- Exercise goal: Lift every line from the entries that includes the word "EmptyKey".

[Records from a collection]
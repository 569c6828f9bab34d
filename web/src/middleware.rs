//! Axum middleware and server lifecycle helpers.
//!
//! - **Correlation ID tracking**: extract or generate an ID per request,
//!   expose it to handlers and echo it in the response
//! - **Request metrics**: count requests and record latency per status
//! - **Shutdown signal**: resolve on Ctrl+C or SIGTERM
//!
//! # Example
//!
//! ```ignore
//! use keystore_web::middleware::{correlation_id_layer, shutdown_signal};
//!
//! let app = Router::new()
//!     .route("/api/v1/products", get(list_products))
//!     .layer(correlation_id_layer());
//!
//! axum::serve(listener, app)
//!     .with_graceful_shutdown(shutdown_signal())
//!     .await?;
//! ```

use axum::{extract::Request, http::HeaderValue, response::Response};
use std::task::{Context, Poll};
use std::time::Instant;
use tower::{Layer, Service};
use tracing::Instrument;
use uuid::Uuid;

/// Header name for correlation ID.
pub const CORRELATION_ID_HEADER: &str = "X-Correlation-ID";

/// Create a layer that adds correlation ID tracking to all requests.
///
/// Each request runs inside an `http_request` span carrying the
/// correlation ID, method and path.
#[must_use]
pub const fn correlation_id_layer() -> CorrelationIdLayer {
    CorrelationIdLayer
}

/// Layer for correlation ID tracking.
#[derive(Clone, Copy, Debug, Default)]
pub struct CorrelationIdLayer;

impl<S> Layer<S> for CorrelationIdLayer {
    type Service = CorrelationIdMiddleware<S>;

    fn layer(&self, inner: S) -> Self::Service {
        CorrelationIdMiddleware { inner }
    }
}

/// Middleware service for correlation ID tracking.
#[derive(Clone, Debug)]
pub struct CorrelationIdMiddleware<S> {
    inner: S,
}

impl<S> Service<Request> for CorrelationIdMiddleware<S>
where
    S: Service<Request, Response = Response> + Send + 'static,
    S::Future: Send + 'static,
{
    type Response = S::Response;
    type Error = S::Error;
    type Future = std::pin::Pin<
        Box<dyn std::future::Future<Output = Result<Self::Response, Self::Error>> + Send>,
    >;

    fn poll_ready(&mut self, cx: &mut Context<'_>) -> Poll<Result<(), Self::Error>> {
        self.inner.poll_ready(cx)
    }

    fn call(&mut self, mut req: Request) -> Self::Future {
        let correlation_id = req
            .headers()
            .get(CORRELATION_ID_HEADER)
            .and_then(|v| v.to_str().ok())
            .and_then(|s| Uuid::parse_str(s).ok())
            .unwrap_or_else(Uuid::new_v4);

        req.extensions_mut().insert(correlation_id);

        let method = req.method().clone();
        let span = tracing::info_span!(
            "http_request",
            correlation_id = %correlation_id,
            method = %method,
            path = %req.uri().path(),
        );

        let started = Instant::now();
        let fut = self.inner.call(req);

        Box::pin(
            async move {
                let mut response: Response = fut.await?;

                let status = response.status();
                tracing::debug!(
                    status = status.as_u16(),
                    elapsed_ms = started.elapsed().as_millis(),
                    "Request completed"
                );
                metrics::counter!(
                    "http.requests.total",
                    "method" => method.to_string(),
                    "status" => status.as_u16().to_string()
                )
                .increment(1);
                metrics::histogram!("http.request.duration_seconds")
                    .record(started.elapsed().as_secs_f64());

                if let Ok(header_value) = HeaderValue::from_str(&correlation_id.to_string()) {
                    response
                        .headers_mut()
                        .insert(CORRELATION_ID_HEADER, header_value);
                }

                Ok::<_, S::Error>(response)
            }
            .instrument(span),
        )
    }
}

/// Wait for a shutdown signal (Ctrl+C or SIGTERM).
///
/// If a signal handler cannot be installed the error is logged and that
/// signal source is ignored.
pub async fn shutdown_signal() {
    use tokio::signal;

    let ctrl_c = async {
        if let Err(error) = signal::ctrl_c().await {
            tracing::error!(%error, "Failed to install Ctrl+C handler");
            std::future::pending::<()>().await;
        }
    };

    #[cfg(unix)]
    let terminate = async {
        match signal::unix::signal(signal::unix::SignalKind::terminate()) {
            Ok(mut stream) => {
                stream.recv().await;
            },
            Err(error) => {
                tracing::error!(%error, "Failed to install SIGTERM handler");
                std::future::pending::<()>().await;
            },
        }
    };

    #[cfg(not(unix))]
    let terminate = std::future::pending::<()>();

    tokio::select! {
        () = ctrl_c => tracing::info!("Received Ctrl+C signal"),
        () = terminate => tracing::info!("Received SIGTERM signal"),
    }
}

...

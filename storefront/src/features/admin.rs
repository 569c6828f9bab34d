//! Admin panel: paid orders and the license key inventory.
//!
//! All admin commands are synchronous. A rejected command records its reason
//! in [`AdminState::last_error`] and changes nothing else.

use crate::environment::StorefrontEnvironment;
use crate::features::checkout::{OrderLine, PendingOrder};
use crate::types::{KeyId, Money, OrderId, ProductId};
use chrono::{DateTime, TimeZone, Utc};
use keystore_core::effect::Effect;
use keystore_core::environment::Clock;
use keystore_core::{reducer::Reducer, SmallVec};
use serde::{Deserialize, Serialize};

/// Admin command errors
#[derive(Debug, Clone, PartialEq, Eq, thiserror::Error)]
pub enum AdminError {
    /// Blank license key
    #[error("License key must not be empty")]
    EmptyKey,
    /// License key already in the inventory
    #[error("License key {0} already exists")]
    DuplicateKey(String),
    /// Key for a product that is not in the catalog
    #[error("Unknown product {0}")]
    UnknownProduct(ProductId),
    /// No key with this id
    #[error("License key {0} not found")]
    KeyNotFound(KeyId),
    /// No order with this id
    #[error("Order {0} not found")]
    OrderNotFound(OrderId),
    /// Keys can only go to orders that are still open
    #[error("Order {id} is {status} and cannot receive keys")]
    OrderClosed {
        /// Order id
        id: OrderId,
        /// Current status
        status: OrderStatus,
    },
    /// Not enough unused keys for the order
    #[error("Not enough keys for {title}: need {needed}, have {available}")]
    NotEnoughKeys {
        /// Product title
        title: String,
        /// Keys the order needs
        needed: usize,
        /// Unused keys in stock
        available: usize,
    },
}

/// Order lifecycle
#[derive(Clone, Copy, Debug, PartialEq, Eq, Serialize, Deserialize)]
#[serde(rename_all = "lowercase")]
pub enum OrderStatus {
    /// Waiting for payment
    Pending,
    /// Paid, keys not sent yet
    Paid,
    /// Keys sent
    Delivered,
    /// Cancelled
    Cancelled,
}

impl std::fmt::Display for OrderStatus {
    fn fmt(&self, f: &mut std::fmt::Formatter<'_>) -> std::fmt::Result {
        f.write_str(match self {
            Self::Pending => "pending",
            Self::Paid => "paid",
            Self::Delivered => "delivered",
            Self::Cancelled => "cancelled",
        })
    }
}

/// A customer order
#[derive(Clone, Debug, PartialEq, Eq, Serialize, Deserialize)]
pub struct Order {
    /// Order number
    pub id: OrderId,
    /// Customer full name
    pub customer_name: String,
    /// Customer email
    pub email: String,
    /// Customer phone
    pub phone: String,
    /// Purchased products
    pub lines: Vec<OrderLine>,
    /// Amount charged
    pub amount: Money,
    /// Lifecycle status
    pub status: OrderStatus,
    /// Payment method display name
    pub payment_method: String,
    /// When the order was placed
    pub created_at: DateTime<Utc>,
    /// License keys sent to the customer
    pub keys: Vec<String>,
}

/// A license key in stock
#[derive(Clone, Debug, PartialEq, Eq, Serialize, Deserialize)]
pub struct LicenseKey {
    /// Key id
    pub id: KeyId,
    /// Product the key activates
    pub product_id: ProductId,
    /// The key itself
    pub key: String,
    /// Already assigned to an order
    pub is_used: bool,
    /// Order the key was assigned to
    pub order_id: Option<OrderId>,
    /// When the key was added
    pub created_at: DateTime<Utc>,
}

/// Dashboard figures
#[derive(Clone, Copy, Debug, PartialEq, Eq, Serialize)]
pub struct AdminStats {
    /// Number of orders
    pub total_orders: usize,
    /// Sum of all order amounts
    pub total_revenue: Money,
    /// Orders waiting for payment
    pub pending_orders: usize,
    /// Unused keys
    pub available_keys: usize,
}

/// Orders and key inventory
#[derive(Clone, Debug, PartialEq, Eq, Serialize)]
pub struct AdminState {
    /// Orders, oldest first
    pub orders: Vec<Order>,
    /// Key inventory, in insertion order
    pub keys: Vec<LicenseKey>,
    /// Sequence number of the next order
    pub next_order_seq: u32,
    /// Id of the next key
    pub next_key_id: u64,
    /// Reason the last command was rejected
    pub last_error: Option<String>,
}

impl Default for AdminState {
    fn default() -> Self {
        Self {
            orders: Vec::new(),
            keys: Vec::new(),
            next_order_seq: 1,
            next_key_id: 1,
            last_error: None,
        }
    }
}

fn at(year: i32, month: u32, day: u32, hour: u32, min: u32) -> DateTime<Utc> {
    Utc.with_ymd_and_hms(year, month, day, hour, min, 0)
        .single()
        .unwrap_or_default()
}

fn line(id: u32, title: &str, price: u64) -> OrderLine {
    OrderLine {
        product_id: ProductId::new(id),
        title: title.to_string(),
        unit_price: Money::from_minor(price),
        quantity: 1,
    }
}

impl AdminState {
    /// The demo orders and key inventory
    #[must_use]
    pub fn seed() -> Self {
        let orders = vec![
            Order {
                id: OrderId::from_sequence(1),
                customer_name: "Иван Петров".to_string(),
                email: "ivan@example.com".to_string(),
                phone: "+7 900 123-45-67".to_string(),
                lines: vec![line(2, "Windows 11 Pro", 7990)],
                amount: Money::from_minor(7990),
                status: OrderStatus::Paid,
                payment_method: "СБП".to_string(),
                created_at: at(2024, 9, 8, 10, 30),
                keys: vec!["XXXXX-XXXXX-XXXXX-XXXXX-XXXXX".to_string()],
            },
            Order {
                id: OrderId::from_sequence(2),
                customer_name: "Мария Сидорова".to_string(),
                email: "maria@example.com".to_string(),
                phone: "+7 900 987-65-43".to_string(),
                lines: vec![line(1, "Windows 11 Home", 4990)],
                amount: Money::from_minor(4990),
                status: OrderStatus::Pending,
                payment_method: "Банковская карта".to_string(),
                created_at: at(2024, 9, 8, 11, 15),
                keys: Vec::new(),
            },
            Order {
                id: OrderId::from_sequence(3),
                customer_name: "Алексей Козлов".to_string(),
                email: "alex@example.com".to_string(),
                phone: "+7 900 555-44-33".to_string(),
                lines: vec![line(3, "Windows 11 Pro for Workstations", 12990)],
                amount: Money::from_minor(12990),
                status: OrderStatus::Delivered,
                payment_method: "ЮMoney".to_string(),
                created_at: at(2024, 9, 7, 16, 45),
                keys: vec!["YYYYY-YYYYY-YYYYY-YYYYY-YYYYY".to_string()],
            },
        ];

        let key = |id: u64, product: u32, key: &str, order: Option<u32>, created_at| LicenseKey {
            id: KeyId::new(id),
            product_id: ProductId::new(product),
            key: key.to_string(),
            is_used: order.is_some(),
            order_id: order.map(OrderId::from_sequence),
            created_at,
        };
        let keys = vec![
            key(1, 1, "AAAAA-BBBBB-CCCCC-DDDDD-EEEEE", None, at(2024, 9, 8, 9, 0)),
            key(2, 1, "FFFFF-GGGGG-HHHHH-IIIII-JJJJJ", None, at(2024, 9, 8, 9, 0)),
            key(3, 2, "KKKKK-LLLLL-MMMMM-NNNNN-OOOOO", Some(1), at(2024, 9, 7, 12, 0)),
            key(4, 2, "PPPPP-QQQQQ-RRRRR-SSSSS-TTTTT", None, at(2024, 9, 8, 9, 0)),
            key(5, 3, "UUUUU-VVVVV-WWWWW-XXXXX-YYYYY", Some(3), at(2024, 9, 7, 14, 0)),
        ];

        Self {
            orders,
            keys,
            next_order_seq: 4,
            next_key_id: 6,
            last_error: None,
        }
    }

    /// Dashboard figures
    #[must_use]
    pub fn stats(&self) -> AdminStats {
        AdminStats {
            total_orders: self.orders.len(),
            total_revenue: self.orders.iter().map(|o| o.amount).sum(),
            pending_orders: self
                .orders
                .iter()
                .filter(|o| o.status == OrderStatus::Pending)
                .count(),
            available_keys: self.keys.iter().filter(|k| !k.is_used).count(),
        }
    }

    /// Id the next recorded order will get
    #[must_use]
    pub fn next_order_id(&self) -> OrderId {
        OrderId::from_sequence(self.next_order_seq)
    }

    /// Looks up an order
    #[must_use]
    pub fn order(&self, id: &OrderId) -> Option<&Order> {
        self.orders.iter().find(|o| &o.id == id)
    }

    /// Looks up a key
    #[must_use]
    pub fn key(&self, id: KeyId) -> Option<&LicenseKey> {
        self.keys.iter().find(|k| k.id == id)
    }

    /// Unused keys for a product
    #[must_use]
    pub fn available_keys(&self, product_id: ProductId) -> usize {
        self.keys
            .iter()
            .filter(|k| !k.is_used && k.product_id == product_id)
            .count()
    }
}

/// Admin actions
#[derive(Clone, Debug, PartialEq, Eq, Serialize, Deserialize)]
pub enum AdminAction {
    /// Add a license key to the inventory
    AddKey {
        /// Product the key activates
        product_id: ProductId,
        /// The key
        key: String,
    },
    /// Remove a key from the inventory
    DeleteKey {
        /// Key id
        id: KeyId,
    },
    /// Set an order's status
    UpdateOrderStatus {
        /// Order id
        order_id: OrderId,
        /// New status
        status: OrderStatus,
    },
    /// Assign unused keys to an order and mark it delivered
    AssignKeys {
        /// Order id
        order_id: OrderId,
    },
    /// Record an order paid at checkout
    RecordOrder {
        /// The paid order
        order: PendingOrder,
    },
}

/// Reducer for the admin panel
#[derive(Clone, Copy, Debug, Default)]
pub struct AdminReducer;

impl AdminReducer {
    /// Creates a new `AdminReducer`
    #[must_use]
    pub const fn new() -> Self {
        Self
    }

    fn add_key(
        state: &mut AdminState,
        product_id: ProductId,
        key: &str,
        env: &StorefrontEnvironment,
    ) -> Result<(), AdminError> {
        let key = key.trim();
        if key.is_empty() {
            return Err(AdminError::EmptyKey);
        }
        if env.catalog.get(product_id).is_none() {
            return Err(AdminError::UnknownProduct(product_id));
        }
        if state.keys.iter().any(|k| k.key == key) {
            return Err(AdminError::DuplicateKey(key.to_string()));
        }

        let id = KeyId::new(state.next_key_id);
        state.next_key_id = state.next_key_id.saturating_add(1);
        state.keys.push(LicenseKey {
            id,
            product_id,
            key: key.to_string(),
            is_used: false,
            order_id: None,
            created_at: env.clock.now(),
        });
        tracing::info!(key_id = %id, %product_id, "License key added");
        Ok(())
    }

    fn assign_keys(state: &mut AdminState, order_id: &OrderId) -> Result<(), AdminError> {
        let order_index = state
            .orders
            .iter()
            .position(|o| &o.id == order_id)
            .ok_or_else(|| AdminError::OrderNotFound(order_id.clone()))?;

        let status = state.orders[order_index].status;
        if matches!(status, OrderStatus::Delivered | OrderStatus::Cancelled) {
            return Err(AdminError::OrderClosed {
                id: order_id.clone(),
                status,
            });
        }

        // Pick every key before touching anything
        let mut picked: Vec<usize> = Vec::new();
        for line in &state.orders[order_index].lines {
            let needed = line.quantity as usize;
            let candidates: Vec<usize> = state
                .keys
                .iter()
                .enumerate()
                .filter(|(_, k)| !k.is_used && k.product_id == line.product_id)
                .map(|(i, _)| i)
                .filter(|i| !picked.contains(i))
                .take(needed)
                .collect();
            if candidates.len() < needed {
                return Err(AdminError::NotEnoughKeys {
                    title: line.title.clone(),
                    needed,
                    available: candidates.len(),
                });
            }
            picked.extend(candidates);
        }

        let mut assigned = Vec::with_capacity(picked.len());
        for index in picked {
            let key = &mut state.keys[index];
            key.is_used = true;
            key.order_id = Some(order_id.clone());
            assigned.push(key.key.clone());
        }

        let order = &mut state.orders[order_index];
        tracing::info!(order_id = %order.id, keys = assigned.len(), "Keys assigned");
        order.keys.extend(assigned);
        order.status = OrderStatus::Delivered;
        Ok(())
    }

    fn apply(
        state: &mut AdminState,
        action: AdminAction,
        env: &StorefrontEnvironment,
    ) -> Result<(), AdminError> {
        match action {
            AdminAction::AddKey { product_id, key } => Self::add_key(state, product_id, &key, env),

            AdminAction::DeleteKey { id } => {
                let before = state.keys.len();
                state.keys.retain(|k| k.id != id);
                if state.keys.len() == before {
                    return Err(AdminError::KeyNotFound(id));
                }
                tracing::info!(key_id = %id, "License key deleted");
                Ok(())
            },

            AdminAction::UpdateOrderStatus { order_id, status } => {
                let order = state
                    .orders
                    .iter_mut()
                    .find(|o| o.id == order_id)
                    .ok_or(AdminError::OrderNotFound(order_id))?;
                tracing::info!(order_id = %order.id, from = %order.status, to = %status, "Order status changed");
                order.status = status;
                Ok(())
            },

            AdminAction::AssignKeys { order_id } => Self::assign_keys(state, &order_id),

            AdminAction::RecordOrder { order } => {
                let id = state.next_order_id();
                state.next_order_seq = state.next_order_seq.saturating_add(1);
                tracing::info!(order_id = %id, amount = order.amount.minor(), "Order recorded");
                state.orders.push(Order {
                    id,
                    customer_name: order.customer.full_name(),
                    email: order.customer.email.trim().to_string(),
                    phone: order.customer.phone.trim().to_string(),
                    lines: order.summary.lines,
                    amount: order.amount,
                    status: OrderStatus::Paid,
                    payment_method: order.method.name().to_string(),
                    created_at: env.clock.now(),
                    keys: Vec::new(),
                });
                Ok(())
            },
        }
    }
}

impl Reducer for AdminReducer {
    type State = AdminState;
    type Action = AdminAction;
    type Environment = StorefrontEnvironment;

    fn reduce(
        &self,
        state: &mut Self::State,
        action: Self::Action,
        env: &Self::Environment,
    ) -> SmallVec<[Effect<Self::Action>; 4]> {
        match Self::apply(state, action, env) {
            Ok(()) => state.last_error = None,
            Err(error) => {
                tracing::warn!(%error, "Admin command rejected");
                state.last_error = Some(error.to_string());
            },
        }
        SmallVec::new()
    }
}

- Solution to the problem:
    EmptyKey,
            return Err(AdminError::EmptyKey);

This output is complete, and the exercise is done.